:: Task material ::

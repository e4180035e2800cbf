use std::collections::HashMap;

use anyhow::Result;
use async_trait::async_trait;
use chrono::{DateTime, Utc};
use serde::{Deserialize, Serialize};
use uuid::Uuid;

pub mod encryption;
pub mod sqlite;
pub use sqlite::SqliteStorage;

/// One external CRM connection, as persisted. `password` holds the
/// AES-256-GCM blob produced by [`encryption::encrypt`]; decrypt only at
/// the moment of use and never hand the plaintext to a read API.
#[derive(Debug, Clone)]
pub struct Integration {
    pub id: Uuid,
    pub name: String,
    pub is_active: bool,
    pub login_url: String,
    pub login_method: String,
    pub email: String,
    pub password: String,
    pub csrf_selector: Option<String>,
    pub csrf_header: Option<String>,
    pub create_invoice_url: String,
    pub create_invoice_method: String,
    pub headers: HashMap<String, String>,
    pub field_mapping: HashMap<String, String>,
    pub static_fields: HashMap<String, String>,
    pub list_invoices_url: Option<String>,
    pub invoice_number_prefix: Option<String>,
    pub invoice_number_suffix: Option<String>,
    pub created_at: DateTime<Utc>,
    pub updated_at: DateTime<Utc>,
}

impl Default for Integration {
    fn default() -> Self {
        let now = Utc::now();
        Self {
            id: Uuid::new_v4(),
            name: String::new(),
            is_active: true,
            login_url: String::new(),
            login_method: "POST".to_string(),
            email: String::new(),
            password: String::new(),
            csrf_selector: None,
            csrf_header: None,
            create_invoice_url: String::new(),
            create_invoice_method: "POST".to_string(),
            headers: HashMap::new(),
            field_mapping: HashMap::new(),
            static_fields: HashMap::new(),
            list_invoices_url: None,
            invoice_number_prefix: None,
            invoice_number_suffix: None,
            created_at: now,
            updated_at: now,
        }
    }
}

impl Integration {
    pub fn view(&self) -> IntegrationView {
        IntegrationView {
            id: self.id,
            name: self.name.clone(),
            is_active: self.is_active,
            login_url: self.login_url.clone(),
            login_method: self.login_method.clone(),
            email: self.email.clone(),
            has_credential: !self.password.is_empty(),
            csrf_selector: self.csrf_selector.clone(),
            csrf_header: self.csrf_header.clone(),
            create_invoice_url: self.create_invoice_url.clone(),
            create_invoice_method: self.create_invoice_method.clone(),
            headers: self.headers.clone(),
            field_mapping: self.field_mapping.clone(),
            static_fields: self.static_fields.clone(),
            list_invoices_url: self.list_invoices_url.clone(),
            invoice_number_prefix: self.invoice_number_prefix.clone(),
            invoice_number_suffix: self.invoice_number_suffix.clone(),
            created_at: self.created_at,
            updated_at: self.updated_at,
        }
    }
}

/// Read model: what every read API returns. The stored secret is reduced
/// to a `has_credential` flag, never echoed in any form.
#[derive(Debug, Clone, Serialize)]
#[serde(rename_all = "camelCase")]
pub struct IntegrationView {
    pub id: Uuid,
    pub name: String,
    pub is_active: bool,
    pub login_url: String,
    pub login_method: String,
    pub email: String,
    pub has_credential: bool,
    pub csrf_selector: Option<String>,
    pub csrf_header: Option<String>,
    pub create_invoice_url: String,
    pub create_invoice_method: String,
    pub headers: HashMap<String, String>,
    pub field_mapping: HashMap<String, String>,
    pub static_fields: HashMap<String, String>,
    pub list_invoices_url: Option<String>,
    pub invoice_number_prefix: Option<String>,
    pub invoice_number_suffix: Option<String>,
    pub created_at: DateTime<Utc>,
    pub updated_at: DateTime<Utc>,
}

/// Write model accepted from the settings UI / CLI. `password` arrives in
/// plaintext and is encrypted before it touches the database; `None` on an
/// update keeps the stored credential.
#[derive(Debug, Clone, Default, Deserialize)]
#[serde(rename_all = "camelCase")]
pub struct IntegrationInput {
    pub name: String,
    #[serde(default = "default_true")]
    pub is_active: bool,
    pub login_url: String,
    #[serde(default = "default_post")]
    pub login_method: String,
    #[serde(default)]
    pub email: String,
    #[serde(default)]
    pub password: Option<String>,
    #[serde(default)]
    pub csrf_selector: Option<String>,
    #[serde(default)]
    pub csrf_header: Option<String>,
    pub create_invoice_url: String,
    #[serde(default = "default_post")]
    pub create_invoice_method: String,
    #[serde(default)]
    pub headers: HashMap<String, String>,
    #[serde(default)]
    pub field_mapping: HashMap<String, String>,
    #[serde(default)]
    pub static_fields: HashMap<String, String>,
    #[serde(default)]
    pub list_invoices_url: Option<String>,
    #[serde(default)]
    pub invoice_number_prefix: Option<String>,
    #[serde(default)]
    pub invoice_number_suffix: Option<String>,
}

fn default_true() -> bool {
    true
}

fn default_post() -> String {
    "POST".to_string()
}

#[async_trait]
pub trait Storage: Send + Sync {
    async fn init(&self) -> Result<()>;

    async fn create_integration(&self, input: &IntegrationInput) -> Result<Integration>;
    async fn update_integration(
        &self,
        id: Uuid,
        input: &IntegrationInput,
    ) -> Result<Option<Integration>>;
    async fn get_integration(&self, id: Uuid) -> Result<Option<Integration>>;
    async fn list_integrations(&self) -> Result<Vec<Integration>>;
    async fn delete_integration(&self, id: Uuid) -> Result<bool>;
}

:::

When a line in the data contains "impl", return it as written.

**Answer to the exercise**
impl Default for Integration {
impl Integration {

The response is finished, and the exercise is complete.